- RECORD EXCERPTS:
use crate::model::{Student, StudentStatus};
use std::cmp::Reverse;

/// Students with `status`, whose full name contains `search` (case
/// insensitive, ignored when blank), newest effective timestamp first.
pub fn filter_students(students: &[Student], status: StudentStatus, search: &str) -> Vec<Student> {
    let needle = search.trim().to_lowercase();

    let mut matches: Vec<Student> = students
        .iter()
        .filter(|s| s.status == status)
        .filter(|s| needle.is_empty() || s.full_name().to_lowercase().contains(&needle))
        .cloned()
        .collect();

    // Stable sort keeps backend order for equal timestamps
    matches.sort_by_key(|s| Reverse(s.effective_timestamp()));
    matches
}
use super::screen::ScreenController;
use crate::error::{RosterError, Result};
use crate::form::{FormField, RegistrationForm};
use crate::model::StudentStatus;
use crate::view::{filter_students, FormMode, Screen, ViewState};
use tokio_util::sync::CancellationToken;
use tracing::{debug, info, warn};

impl ScreenController {
    /// Switch screens. Leaving the form always stops the camera, and the
    /// previous screen's token is cancelled so late results are dropped.
    pub(super) async fn navigate<F>(&self, target: Screen, apply: F) -> Result<CancellationToken>
    where
        F: FnOnce(&mut ViewState),
    {
        let current = self.store.read(|s| s.screen);
        if matches!(current, Screen::Form(_)) && !matches!(target, Screen::Form(_)) {
            self.stop_camera().await?;
        }

        let token = self.renew_token();
        self.store.update(|s| {
            s.screen = target;
            s.edit_mode = target == Screen::Form(FormMode::Edit);
            s.pending_delete = None;
            apply(s);
        })?;

        debug!("Screen {} -> {}", current.name(), target.name());
        Ok(token)
    }

    pub fn screen(&self) -> Screen {
        self.store.read(|s| s.screen)
    }

    /// Go to the roster list
    pub async fn show_list(&self) -> Result<()> {
        self.navigate(Screen::List, |s| {
            s.selected_student = None;
            s.saved_images.clear();
            s.clear_form();
        })
        .await?;
        Ok(())
    }

    /// Open an empty registration form
    pub async fn open_new_registration(&self) -> Result<()> {
        self.navigate(Screen::Form(FormMode::Add), |s| {
            s.selected_student = None;
            s.saved_images.clear();
            s.clear_form();
        })
        .await?;
        info!("Opened new registration");
        Ok(())
    }

    /// Load a student with its saved face samples and show the detail screen
    pub async fn open_student(&self, student_id: &str) -> Result<()> {
        let token = self.current_token();
        self.store.update(|s| s.loading = true)?;

        let org_id = self.org_id();
        let loaded = match self.backend.load_student(org_id, student_id).await {
            Ok(student) => self
                .backend
                .load_face_samples(org_id, student_id)
                .await
                .map(|samples| (student, samples)),
            Err(e) => Err(e),
        };

        self.store.update(|s| s.loading = false)?;

        let (student, samples) = match loaded {
            Ok(data) => data,
            Err(e) => return Err(self.report(e.into(), "Failed to load student")),
        };

        if token.is_cancelled() {
            debug!("Discarding student {} loaded after navigation", student_id);
            return Err(RosterError::cancelled("open_student"));
        }

        info!(
            "Opened student {} with {} face samples",
            student.full_name(),
            samples.len()
        );
        self.navigate(Screen::Detail, move |s| {
            s.selected_student = Some(student);
            s.saved_images = samples;
            s.clear_form();
        })
        .await?;
        Ok(())
    }

    /// Edit the student shown on the detail screen
    pub async fn edit_selected(&self) -> Result<()> {
        let (screen, selected) = self
            .store
            .read(|s| (s.screen, s.selected_student.clone()));

        let student = match (screen, selected) {
            (Screen::Detail, Some(student)) => student,
            _ => {
                warn!("Edit requested without a student on the detail screen");
                return Ok(());
            }
        };

        self.navigate(Screen::Form(FormMode::Edit), move |s| {
            s.clear_form();
            s.form = RegistrationForm::from_student(&student);
        })
        .await?;
        Ok(())
    }

    /// Back navigation: edit returns to detail, everything else to the list
    pub async fn go_back(&self) -> Result<()> {
        match self.screen() {
            Screen::Form(FormMode::Edit) => {
                self.navigate(Screen::Detail, |s| s.clear_form()).await?;
                Ok(())
            }
            Screen::Form(FormMode::Add) | Screen::Detail => self.show_list().await,
            Screen::List => Ok(()),
        }
    }

    /// Update the search box; the list is refiltered on every keystroke
    pub fn set_search<S: Into<String>>(&self, term: S) -> Result<()> {
        let term = term.into();
        self.store.update(|s| {
            s.filtered_students = filter_students(&s.students, s.status_filter, &term);
            s.search_term = term;
        })?;
        Ok(())
    }

    pub fn set_status_filter(&self, status: StudentStatus) -> Result<()> {
        self.store.update(|s| {
            s.status_filter = status;
            s.filtered_students = filter_students(&s.students, status, &s.search_term);
        })?;
        Ok(())
    }

    /// Change one form field and clear its error
    pub fn set_field<S: Into<String>>(&self, field: FormField, value: S) -> Result<()> {
        let value = value.into();
        self.store.update(|s| {
            s.form.set(field, value);
            s.form_errors.remove(field);
        })?;
        Ok(())
    }
}
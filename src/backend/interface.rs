use crate::error::BackendError;
use crate::model::{CapturedImage, ClassInfo, FaceSample, Student, StudentDraft, StudentPatch};

pub type BackendResult<T> = std::result::Result<T, BackendError>;

/// Remote roster service. Every call is scoped to an organization and either
/// completes or reports `BackendError::NotFound` for unknown identifiers.
#[async_trait::async_trait]
pub trait RosterBackend: Send + Sync {
    async fn load_students(&self, org_id: &str) -> BackendResult<Vec<Student>>;

    async fn load_classes(&self, org_id: &str) -> BackendResult<Vec<ClassInfo>>;

    async fn load_student(&self, org_id: &str, student_id: &str) -> BackendResult<Student>;

    async fn load_face_samples(
        &self,
        org_id: &str,
        student_id: &str,
    ) -> BackendResult<Vec<FaceSample>>;

    async fn create_student(&self, org_id: &str, draft: StudentDraft) -> BackendResult<Student>;

    async fn update_student(
        &self,
        org_id: &str,
        student_id: &str,
        patch: StudentPatch,
    ) -> BackendResult<Student>;

    /// Soft delete: the record stays in the dataset with status `Deleted`
    async fn delete_student(&self, org_id: &str, student_id: &str) -> BackendResult<Student>;

    /// Replace the stored face set of a student
    async fn save_face_samples(
        &self,
        org_id: &str,
        student_id: &str,
        samples: Vec<CapturedImage>,
    ) -> BackendResult<Vec<FaceSample>>;
}

/// Kinds of backend operation, used for call logs and failure injection
#[derive(Debug, Clone, Copy, PartialEq, Eq, Hash)]
pub enum BackendOp {
    LoadStudents,
    LoadClasses,
    LoadStudent,
    LoadFaceSamples,
    CreateStudent,
    UpdateStudent,
    DeleteStudent,
    SaveFaceSamples,
}

impl BackendOp {
    pub fn name(&self) -> &'static str {
        match self {
            BackendOp::LoadStudents => "load_students",
            BackendOp::LoadClasses => "load_classes",
            BackendOp::LoadStudent => "load_student",
            BackendOp::LoadFaceSamples => "load_face_samples",
            BackendOp::CreateStudent => "create_student",
            BackendOp::UpdateStudent => "update_student",
            BackendOp::DeleteStudent => "delete_student",
            BackendOp::SaveFaceSamples => "save_face_samples",
        }
    }

    pub fn is_write(&self) -> bool {
        matches!(
            self,
            BackendOp::CreateStudent
                | BackendOp::UpdateStudent
                | BackendOp::DeleteStudent
                | BackendOp::SaveFaceSamples
        )
    }
}

/// One recorded backend call
#[derive(Debug, Clone, PartialEq, Eq)]
pub struct BackendCall {
    pub op: BackendOp,
    pub org_id: String,
    pub student_id: Option<String>,
}
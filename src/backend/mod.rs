mod interface;
mod mock;
mod seed;

pub use interface::{BackendCall, BackendOp, BackendResult, RosterBackend};
pub use mock::MockBackend;
pub use seed::{demo_classes, demo_students};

- TASK TO CARRY OUT:
Copy out all of the listing, exactly as it reads.

- RESULT OF THIS EXERCISE:
use crate::model::{Student, StudentStatus};
use std::cmp::Reverse;

/// Students with `status`, whose full name contains `search` (case
/// insensitive, ignored when blank), newest effective timestamp first.
pub fn filter_students(students: &[Student], status: StudentStatus, search: &str) -> Vec<Student> {
    let needle = search.trim().to_lowercase();

    let mut matches: Vec<Student> = students
        .iter()
        .filter(|s| s.status == status)
        .filter(|s| needle.is_empty() || s.full_name().to_lowercase().contains(&needle))
        .cloned()
        .collect();

    // Stable sort keeps backend order for equal timestamps
    matches.sort_by_key(|s| Reverse(s.effective_timestamp()));
    matches
}
use super::screen::ScreenController;
use crate::error::{RosterError, Result};
use crate::form::{FormField, RegistrationForm};
use crate::model::StudentStatus;
use crate::view::{filter_students, FormMode, Screen, ViewState};
use tokio_util::sync::CancellationToken;
use tracing::{debug, info, warn};

impl ScreenController {
    /// Switch screens. Leaving the form always stops the camera, and the
    /// previous screen's token is cancelled so late results are dropped.
    pub(super) async fn navigate<F>(&self, target: Screen, apply: F) -> Result<CancellationToken>
    where
        F: FnOnce(&mut ViewState),
    {
        let current = self.store.read(|s| s.screen);
        if matches!(current, Screen::Form(_)) && !matches!(target, Screen::Form(_)) {
            self.stop_camera().await?;
        }

        let token = self.renew_token();
        self.store.update(|s| {
            s.screen = target;
            s.edit_mode = target == Screen::Form(FormMode::Edit);
            s.pending_delete = None;
            apply(s);
        })?;

        debug!("Screen {} -> {}", current.name(), target.name());
        Ok(token)
    }

    pub fn screen(&self) -> Screen {
        self.store.read(|s| s.screen)
    }

    /// Go to the roster list
    pub async fn show_list(&self) -> Result<()> {
        self.navigate(Screen::List, |s| {
            s.selected_student = None;
            s.saved_images.clear();
            s.clear_form();
        })
        .await?;
        Ok(())
    }

    /// Open an empty registration form
    pub async fn open_new_registration(&self) -> Result<()> {
        self.navigate(Screen::Form(FormMode::Add), |s| {
            s.selected_student = None;
            s.saved_images.clear();
            s.clear_form();
        })
        .await?;
        info!("Opened new registration");
        Ok(())
    }

    /// Load a student with its saved face samples and show the detail screen
    pub async fn open_student(&self, student_id: &str) -> Result<()> {
        let token = self.current_token();
        self.store.update(|s| s.loading = true)?;

        let org_id = self.org_id();
        let loaded = match self.backend.load_student(org_id, student_id).await {
            Ok(student) => self
                .backend
                .load_face_samples(org_id, student_id)
                .await
                .map(|samples| (student, samples)),
            Err(e) => Err(e),
        };

        self.store.update(|s| s.loading = false)?;

        let (student, samples) = match loaded {
            Ok(data) => data,
            Err(e) => return Err(self.report(e.into(), "Failed to load student")),
        };

        if token.is_cancelled() {
            debug!("Discarding student {} loaded after navigation", student_id);
            return Err(RosterError::cancelled("open_student"));
        }

        info!(
            "Opened student {} with {} face samples",
            student.full_name(),
            samples.len()
        );
        self.navigate(Screen::Detail, move |s| {
            s.selected_student = Some(student);
            s.saved_images = samples;
            s.clear_form();
        })
        .await?;
        Ok(())
    }

    /// Edit the student shown on the detail screen
    pub async fn edit_selected(&self) -> Result<()> {
        let (screen, selected) = self
            .store
            .read(|s| (s.screen, s.selected_student.clone()));

        let student = match (screen, selected) {
            (Screen::Detail, Some(student)) => student,
            _ => {
                warn!("Edit requested without a student on the detail screen");
                return Ok(());
            }
        };

        self.navigate(Screen::Form(FormMode::Edit), move |s| {
            s.clear_form();
            s.form = RegistrationForm::from_student(&student);
        })
        .await?;
        Ok(())
    }

    /// Back navigation: edit returns to detail, everything else to the list
    pub async fn go_back(&self) -> Result<()> {
        match self.screen() {
            Screen::Form(FormMode::Edit) => {
                self.navigate(Screen::Detail, |s| s.clear_form()).await?;
                Ok(())
            }
            Screen::Form(FormMode::Add) | Screen::Detail => self.show_list().await,
            Screen::List => Ok(()),
        }
    }

    /// Update the search box; the list is refiltered on every keystroke
    pub fn set_search<S: Into<String>>(&self, term: S) -> Result<()> {
        let term = term.into();
        self.store.update(|s| {
            s.filtered_students = filter_students(&s.students, s.status_filter, &term);
            s.search_term = term;
        })?;
        Ok(())
    }

    pub fn set_status_filter(&self, status: StudentStatus) -> Result<()> {
        self.store.update(|s| {
            s.status_filter = status;
            s.filtered_students = filter_students(&s.students, status, &s.search_term);
        })?;
        Ok(())
    }

    /// Change one form field and clear its error
    pub fn set_field<S: Into<String>>(&self, field: FormField, value: S) -> Result<()> {
        let value = value.into();
        self.store.update(|s| {
            s.form.set(field, value);
            s.form_errors.remove(field);
        })?;
        Ok(())
    }
}
filename src/backend/interface.rs
use crate::error::BackendError;
use crate::model::{CapturedImage, ClassInfo, FaceSample, Student, StudentDraft, StudentPatch};

pub type BackendResult<T> = std::result::Result<T, BackendError>;

/// Remote roster service. Every call is scoped to an organization and either
/// completes or reports `BackendError::NotFound` for unknown identifiers.
#[async_trait::async_trait]
pub trait RosterBackend: Send + Sync {
    async fn load_students(&self, org_id: &str) -> BackendResult<Vec<Student>>;

    async fn load_classes(&self, org_id: &str) -> BackendResult<Vec<ClassInfo>>;

    async fn load_student(&self, org_id: &str, student_id: &str) -> BackendResult<Student>;

    async fn load_face_samples(
        &self,
        org_id: &str,
        student_id: &str,
    ) -> BackendResult<Vec<FaceSample>>;

    async fn create_student(&self, org_id: &str, draft: StudentDraft) -> BackendResult<Student>;

    async fn update_student(
        &self,
        org_id: &str,
        student_id: &str,
        patch: StudentPatch,
    ) -> BackendResult<Student>;

    /// Soft delete: the record stays in the dataset with status `Deleted`
    async fn delete_student(&self, org_id: &str, student_id: &str) -> BackendResult<Student>;

    /// Replace the stored face set of a student
    async fn save_face_samples(
        &self,
        org_id: &str,
        student_id: &str,
        samples: Vec<CapturedImage>,
    ) -> BackendResult<Vec<FaceSample>>;
}

/// Kinds of backend operation, used for call logs and failure injection
#[derive(Debug, Clone, Copy, PartialEq, Eq, Hash)]
pub enum BackendOp {
    LoadStudents,
    LoadClasses,
    LoadStudent,
    LoadFaceSamples,
    CreateStudent,
    UpdateStudent,
    DeleteStudent,
    SaveFaceSamples,
}

impl BackendOp {
    pub fn name(&self) -> &'static str {
        match self {
            BackendOp::LoadStudents => "load_students",
            BackendOp::LoadClasses => "load_classes",
            BackendOp::LoadStudent => "load_student",
            BackendOp::LoadFaceSamples => "load_face_samples",
            BackendOp::CreateStudent => "create_student",
            BackendOp::UpdateStudent => "update_student",
            BackendOp::DeleteStudent => "delete_student",
            BackendOp::SaveFaceSamples => "save_face_samples",
        }
    }

    pub fn is_write(&self) -> bool {
        matches!(
            self,
            BackendOp::CreateStudent
                | BackendOp::UpdateStudent
                | BackendOp::DeleteStudent
                | BackendOp::SaveFaceSamples
        )
    }
}

/// One recorded backend call
#[derive(Debug, Clone, PartialEq, Eq)]
pub struct BackendCall {
    pub op: BackendOp,
    pub org_id: String,
    pub student_id: Option<String>,
}
filename src/backend/mod.rs
mod interface;
mod mock;
mod seed;

pub use interface::{BackendCall, BackendOp, BackendResult, RosterBackend};
pub use mock::MockBackend;
pub use seed::{demo_classes, demo_students};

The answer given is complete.